このところのドル高の再燃や海外からの大豆需要の減少で輸出が弱含んでいるにもかかわらず、住宅から小売り、製造業に至る幅広いデータは、米経済が第4・四半期に勢いを取り戻したことを示している。

所得面から経済の動向をみた国内総所得(GDI)は第3・四半期に5.2%増加し、14年の第2・四半期以来の大きな伸びとなった。企業利益の持ち直しや家計所得の伸びが寄与した。今年の第2・四半期は0.7%増だった。

エコノミストらは、足元の経済成長の動向や将来の見通しを考える上でGDPとGDIの平均がより良い指標だと考えている。第3・四半期のGDPとGDIの平均は4.2%増で、2年ぶりの高い伸びとなった。第2・四半期は1.1%増だった。

GDP改定値の発表を受けて、ドルは主要な通貨に対して時間中の高値を更新。米国債は値下がりし、米株価指数の先物は値上がりした。

第3・四半期のGDP改定値は米経済の成長の内容が好ましい状態にあることも示している。在庫投資の寄与度は速報値ほど大きくなく、企業は不必要に在庫を抱えていないことを示唆している。

このことは、企業が新たな発注をかける可能性が高いことを示しており、今後の米経済は順調な成長が予想される。

今年前半が平均1.1%成長にとどまったことで、米経済は低迷が心配されたが、第3・四半期のGDPの急加速はこうした懸念を払しょくするとみられる。

こうした状況に加え、労働市場がほぼ最大雇用状態で、物価も上昇しつつあることから、FRBは12月13-14日に開く連邦公開市場委員会(FOMC)で違和感なく利上げできそうだ。

第3・四半期は米経済活動の3分の2以上を占める個人消費が、速報値の2.1%増から2.8%増に改定され、伸びが加速した。ただ、第2・四半期の4.3%増と比べると、依然減速している。

住宅以外のインフラ投資は10.1%増と14年の第1・四半期以来の大きな伸びとなった。原油や天然ガスの掘削を含むこれらのインフラ投資は、速報値では5.4%増とされていた。

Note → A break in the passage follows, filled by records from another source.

// Copyright (C) 2025 Jeremy J. Carroll. See LICENSE for details.

//! Rust implementation of a doubleword square search.
//!
//! A doubleword square is an n×n grid of letters in which every row, read
//! left to right, and every column, read top to bottom, is a word of length n
//! from a lexicon, and the 2n words are all different.
//!
//! # Architecture
//!
//! The implementation uses a two-tier memory model:
//!
//! ## Tier 1: MEMO Data (Immutable)
//!
//! Computed once before the search:
//! - The lexicon: the words of length n, sorted and de-duplicated
//! - The letter alphabet, ordered by frequency
//! - The anti-diagonal order in which cells are filled
//!
//! ## Tier 2: DYNAMIC Data (Mutable)
//!
//! Search state that changes during search, tracked on the trail:
//! - Trail - records state changes for O(1) backtracking
//! - Grid - the letters placed so far
//! - ConstraintLedger - which word is bound to which row or column
//!
//! # Search Algorithm
//!
//! The search runs a short predicate program on the backtracking engine:
//!
//! 1. **InitializePredicate**: optionally place the start letter at the top left
//! 2. **FillSquarePredicate**: fill one cell per round, trying candidate letters
//!    that keep every row and column prefix alive, with a one-column lookahead
//! 3. **SolutionPredicate**: capture the finished square
//!
//! Only one of each square and its transpose is produced: the first column
//! may never sort before the first row.
//!
//! # Example
//!
//! ```
//! use doubleword_square::config::{LetterOrder, SearchConfig};
//! use doubleword_square::lexicon::Lexicon;
//! use doubleword_square::search::Solver;
//!
//! let lexicon = Lexicon::new(2, ["ab", "ac", "bd", "cd"], LetterOrder::Rarest);
//! let squares: Vec<_> = Solver::new(lexicon, SearchConfig::new(2)).unwrap().collect();
//! assert_eq!(squares.len(), 1);
//! ```

pub mod config;
pub mod context;
pub mod engine;
pub mod grid;
pub mod ledger;
pub mod lexicon;
pub mod predicates;
pub mod search;
pub mod solution;
pub mod state;
pub mod symmetry;
pub mod trail;

// Re-export commonly used types
pub use config::{ConfigError, LetterOrder, SearchConfig, SearchMode};
pub use context::SearchContext;
pub use engine::{Predicate, PredicateResult, SearchEngine};
pub use lexicon::Lexicon;
pub use search::{search, SearchOutcome, SearchReport, Solver};
pub use solution::Solution;
pub use trail::Trail;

一方、企業の機器への投資は速報値の2.7%減から4.8%減に下方改定され、4四半期連続の減少となった。

ただ、税引き後の企業利益は7.6%増と第2・四半期の1.9%増と比べると改善しており、企業投資は今後持ち直す可能性がある。

輸出は速報値とほぼ同じ10.1%増だった。13年の第4・四半期以来の大きな増加だった。外需のGDPへの寄与度は0.87ポイントと、速報値の0.83ポイントから上昇した。輸出急増の背景には、アルゼンチンやブラジルの不作に伴う米国産大豆の需要の高まりがある。

企業は第2・四半期に在庫を取り崩したが、その後再び在庫を積み増し始めている。ただ、そのペースは速報値で示されたほどではなかった。在庫投資は速報値の126億ドルから76億ドルに改定され、ほぼ半減した。その結果、在庫の寄与度は速報値の0.61ポイントから0.49ポイントに下がった。

住宅建設は速報値の6.2%減から4.4%減に改定された。政府投資も下方改定された。